-- How to complete this task --
Output exactly the lines below, starting with the line that has "to its parent." and going on through the line that has "in first-seen order.", both included, and no other lines.

Saved data entries
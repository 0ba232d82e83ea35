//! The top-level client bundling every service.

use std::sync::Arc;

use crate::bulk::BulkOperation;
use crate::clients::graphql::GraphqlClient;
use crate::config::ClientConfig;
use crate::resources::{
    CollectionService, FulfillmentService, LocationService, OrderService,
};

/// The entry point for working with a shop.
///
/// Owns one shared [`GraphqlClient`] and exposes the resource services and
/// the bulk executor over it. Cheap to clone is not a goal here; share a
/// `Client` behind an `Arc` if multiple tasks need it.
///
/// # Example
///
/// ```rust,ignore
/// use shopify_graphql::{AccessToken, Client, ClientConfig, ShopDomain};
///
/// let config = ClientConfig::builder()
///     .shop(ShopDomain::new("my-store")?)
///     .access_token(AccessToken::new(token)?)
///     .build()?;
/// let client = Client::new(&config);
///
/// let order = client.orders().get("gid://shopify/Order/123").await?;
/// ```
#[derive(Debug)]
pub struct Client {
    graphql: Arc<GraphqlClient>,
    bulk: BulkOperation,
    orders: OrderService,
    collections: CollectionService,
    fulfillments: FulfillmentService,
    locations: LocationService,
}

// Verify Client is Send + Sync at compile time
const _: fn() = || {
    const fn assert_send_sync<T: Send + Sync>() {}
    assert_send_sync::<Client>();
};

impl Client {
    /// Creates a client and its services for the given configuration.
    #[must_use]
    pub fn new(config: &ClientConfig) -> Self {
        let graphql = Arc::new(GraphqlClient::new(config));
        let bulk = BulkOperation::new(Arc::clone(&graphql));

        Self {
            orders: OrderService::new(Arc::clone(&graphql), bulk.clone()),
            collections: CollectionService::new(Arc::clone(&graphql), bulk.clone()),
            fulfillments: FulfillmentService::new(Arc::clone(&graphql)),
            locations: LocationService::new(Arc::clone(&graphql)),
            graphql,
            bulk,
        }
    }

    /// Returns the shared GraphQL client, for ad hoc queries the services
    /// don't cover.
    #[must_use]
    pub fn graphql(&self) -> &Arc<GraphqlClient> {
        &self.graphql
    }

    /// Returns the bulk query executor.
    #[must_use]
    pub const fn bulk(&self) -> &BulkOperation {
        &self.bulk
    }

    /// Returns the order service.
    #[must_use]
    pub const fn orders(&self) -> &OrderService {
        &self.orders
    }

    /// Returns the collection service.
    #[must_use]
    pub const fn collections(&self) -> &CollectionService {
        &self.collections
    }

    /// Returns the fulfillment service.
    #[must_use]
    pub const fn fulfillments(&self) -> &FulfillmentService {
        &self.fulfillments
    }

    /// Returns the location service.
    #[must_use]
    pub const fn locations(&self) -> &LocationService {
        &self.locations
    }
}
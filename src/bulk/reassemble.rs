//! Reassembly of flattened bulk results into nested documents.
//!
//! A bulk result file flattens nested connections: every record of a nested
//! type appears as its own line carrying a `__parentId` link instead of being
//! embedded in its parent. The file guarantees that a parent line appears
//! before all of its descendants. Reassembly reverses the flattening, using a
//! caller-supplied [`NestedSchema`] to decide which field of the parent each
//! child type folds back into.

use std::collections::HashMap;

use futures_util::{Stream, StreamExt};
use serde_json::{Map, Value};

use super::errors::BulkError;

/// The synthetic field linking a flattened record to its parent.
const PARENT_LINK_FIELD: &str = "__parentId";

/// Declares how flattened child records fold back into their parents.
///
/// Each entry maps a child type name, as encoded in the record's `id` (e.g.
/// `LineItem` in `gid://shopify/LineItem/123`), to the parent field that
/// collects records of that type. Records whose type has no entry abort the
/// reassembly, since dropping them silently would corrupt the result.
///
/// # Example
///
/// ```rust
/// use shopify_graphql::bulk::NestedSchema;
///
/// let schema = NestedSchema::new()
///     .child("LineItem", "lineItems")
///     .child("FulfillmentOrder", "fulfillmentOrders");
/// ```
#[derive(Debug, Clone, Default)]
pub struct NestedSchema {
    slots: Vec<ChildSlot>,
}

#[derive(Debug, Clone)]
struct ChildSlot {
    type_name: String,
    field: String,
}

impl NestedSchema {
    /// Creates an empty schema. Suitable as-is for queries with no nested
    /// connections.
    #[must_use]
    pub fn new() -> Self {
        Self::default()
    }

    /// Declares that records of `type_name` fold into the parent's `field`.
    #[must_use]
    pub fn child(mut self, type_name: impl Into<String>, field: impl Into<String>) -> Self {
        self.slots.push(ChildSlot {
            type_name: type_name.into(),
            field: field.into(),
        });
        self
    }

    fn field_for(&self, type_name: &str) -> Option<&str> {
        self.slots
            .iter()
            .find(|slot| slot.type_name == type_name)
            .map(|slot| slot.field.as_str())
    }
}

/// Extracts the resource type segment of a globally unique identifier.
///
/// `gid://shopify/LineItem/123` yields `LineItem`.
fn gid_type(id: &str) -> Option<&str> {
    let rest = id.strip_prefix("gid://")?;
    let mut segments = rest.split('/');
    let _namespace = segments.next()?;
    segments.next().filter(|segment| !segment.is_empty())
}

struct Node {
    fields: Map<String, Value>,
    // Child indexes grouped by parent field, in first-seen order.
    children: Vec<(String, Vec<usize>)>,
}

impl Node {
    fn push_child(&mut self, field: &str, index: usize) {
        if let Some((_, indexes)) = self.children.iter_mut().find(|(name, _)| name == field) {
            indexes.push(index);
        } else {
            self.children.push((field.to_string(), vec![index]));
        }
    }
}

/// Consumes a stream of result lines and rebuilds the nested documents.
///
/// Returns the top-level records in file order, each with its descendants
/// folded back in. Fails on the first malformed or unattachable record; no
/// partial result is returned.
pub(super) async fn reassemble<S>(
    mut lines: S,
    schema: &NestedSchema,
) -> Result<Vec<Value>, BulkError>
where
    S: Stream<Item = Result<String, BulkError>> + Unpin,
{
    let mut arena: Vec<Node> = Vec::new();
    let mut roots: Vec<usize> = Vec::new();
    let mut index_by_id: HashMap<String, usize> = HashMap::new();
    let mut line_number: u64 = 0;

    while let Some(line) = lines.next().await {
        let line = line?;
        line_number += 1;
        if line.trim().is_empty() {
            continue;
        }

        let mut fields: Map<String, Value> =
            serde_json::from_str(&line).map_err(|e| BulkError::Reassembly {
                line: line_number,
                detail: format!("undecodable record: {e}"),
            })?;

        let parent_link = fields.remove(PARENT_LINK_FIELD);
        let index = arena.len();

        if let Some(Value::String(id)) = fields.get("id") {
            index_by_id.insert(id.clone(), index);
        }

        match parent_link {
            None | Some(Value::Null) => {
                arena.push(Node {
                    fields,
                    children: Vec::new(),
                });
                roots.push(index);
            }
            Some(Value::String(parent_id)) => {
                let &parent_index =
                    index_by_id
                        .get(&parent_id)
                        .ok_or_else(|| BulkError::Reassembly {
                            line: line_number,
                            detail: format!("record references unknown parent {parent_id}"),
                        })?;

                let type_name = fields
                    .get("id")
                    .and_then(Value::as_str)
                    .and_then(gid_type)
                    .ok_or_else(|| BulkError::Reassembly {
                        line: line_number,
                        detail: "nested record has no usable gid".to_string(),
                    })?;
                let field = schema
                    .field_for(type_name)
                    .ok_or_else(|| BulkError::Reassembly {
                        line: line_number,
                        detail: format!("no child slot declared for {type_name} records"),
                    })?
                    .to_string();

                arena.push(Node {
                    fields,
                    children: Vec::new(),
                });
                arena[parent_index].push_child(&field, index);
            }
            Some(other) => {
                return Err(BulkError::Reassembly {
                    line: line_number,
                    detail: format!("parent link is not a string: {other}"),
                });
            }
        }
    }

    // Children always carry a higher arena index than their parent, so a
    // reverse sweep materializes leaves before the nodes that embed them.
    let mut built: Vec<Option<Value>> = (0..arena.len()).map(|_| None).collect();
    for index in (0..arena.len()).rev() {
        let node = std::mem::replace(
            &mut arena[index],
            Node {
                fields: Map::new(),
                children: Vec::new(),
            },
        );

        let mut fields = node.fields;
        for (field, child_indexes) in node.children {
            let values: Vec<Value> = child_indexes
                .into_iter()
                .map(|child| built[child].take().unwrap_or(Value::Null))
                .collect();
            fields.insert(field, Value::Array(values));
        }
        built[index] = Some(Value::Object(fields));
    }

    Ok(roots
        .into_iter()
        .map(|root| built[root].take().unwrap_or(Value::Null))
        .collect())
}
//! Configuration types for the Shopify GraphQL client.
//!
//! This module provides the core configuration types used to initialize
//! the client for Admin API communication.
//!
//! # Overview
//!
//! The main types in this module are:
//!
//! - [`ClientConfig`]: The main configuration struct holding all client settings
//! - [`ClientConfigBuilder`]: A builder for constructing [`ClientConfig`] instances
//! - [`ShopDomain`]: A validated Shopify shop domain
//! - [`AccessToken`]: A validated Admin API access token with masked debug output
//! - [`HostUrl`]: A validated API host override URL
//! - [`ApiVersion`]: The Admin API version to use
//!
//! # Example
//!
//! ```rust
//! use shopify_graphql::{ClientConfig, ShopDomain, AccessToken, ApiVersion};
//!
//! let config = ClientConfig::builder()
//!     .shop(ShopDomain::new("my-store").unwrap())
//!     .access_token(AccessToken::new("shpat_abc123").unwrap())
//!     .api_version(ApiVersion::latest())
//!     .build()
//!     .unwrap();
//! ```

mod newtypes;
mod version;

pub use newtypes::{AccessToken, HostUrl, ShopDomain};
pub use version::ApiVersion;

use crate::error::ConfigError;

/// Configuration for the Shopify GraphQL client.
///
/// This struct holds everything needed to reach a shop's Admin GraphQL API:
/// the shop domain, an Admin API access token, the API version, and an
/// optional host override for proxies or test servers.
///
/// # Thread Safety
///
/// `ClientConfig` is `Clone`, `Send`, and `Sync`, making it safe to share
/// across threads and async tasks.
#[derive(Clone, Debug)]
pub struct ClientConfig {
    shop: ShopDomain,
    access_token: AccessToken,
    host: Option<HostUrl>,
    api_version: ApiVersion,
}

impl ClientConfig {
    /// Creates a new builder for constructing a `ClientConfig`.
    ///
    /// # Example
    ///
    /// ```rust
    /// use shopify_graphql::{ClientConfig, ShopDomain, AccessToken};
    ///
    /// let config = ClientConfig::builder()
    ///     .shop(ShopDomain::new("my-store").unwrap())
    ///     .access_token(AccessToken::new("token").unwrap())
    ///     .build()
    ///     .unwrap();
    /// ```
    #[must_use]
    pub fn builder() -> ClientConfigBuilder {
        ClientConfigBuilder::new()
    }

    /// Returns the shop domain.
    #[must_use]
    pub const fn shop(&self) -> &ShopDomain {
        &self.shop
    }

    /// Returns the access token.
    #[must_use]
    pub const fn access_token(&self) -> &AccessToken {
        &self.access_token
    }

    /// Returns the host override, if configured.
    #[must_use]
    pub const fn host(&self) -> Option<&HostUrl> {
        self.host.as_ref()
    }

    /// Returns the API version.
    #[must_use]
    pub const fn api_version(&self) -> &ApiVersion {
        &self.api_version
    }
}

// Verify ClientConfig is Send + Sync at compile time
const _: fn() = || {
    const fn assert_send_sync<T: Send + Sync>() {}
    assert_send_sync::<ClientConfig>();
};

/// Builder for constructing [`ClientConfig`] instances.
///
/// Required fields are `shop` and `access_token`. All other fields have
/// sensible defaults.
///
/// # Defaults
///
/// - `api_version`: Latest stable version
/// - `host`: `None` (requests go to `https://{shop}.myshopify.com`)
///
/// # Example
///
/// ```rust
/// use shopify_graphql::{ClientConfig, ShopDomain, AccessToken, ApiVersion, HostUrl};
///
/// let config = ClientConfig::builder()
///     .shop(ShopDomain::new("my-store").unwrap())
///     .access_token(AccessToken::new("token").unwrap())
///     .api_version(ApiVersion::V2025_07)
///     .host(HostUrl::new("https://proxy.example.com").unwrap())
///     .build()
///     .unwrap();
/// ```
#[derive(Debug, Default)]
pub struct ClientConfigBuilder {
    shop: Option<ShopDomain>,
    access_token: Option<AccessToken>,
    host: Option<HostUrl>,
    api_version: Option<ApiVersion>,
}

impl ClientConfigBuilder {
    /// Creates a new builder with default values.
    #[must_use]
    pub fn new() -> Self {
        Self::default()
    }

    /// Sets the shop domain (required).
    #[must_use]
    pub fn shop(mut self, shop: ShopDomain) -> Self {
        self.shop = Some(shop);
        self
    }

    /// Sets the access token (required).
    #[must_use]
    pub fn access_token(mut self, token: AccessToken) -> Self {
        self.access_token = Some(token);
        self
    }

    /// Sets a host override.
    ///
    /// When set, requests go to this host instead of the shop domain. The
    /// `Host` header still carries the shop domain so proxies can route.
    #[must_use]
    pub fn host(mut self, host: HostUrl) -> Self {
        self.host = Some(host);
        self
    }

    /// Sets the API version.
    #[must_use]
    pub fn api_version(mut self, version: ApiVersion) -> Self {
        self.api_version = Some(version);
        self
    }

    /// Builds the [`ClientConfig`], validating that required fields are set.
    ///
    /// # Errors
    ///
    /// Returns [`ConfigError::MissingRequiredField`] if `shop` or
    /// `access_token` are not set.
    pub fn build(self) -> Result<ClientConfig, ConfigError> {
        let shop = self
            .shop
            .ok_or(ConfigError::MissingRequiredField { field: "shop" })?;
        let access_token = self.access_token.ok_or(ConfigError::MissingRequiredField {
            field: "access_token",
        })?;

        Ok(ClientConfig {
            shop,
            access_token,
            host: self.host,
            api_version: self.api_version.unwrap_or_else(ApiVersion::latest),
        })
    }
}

-- Exercise result --
/// The synthetic field linking a flattened record to its parent.
const PARENT_LINK_FIELD: &str = "__parentId";

/// Declares how flattened child records fold back into their parents.
///
/// Each entry maps a child type name, as encoded in the record's `id` (e.g.
/// `LineItem` in `gid://shopify/LineItem/123`), to the parent field that
/// collects records of that type. Records whose type has no entry abort the
/// reassembly, since dropping them silently would corrupt the result.
///
/// # Example
///
/// ```rust
/// use shopify_graphql::bulk::NestedSchema;
///
/// let schema = NestedSchema::new()
///     .child("LineItem", "lineItems")
///     .child("FulfillmentOrder", "fulfillmentOrders");
/// ```
#[derive(Debug, Clone, Default)]
pub struct NestedSchema {
    slots: Vec<ChildSlot>,
}

#[derive(Debug, Clone)]
struct ChildSlot {
    type_name: String,
    field: String,
}

impl NestedSchema {
    /// Creates an empty schema. Suitable as-is for queries with no nested
    /// connections.
    #[must_use]
    pub fn new() -> Self {
        Self::default()
    }

    /// Declares that records of `type_name` fold into the parent's `field`.
    #[must_use]
    pub fn child(mut self, type_name: impl Into<String>, field: impl Into<String>) -> Self {
        self.slots.push(ChildSlot {
            type_name: type_name.into(),
            field: field.into(),
        });
        self
    }

    fn field_for(&self, type_name: &str) -> Option<&str> {
        self.slots
            .iter()
            .find(|slot| slot.type_name == type_name)
            .map(|slot| slot.field.as_str())
    }
}

/// Extracts the resource type segment of a globally unique identifier.
///
/// `gid://shopify/LineItem/123` yields `LineItem`.
fn gid_type(id: &str) -> Option<&str> {
    let rest = id.strip_prefix("gid://")?;
    let mut segments = rest.split('/');
    let _namespace = segments.next()?;
    segments.next().filter(|segment| !segment.is_empty())
}

struct Node {
    fields: Map<String, Value>,
    // Child indexes grouped by parent field, in first-seen order.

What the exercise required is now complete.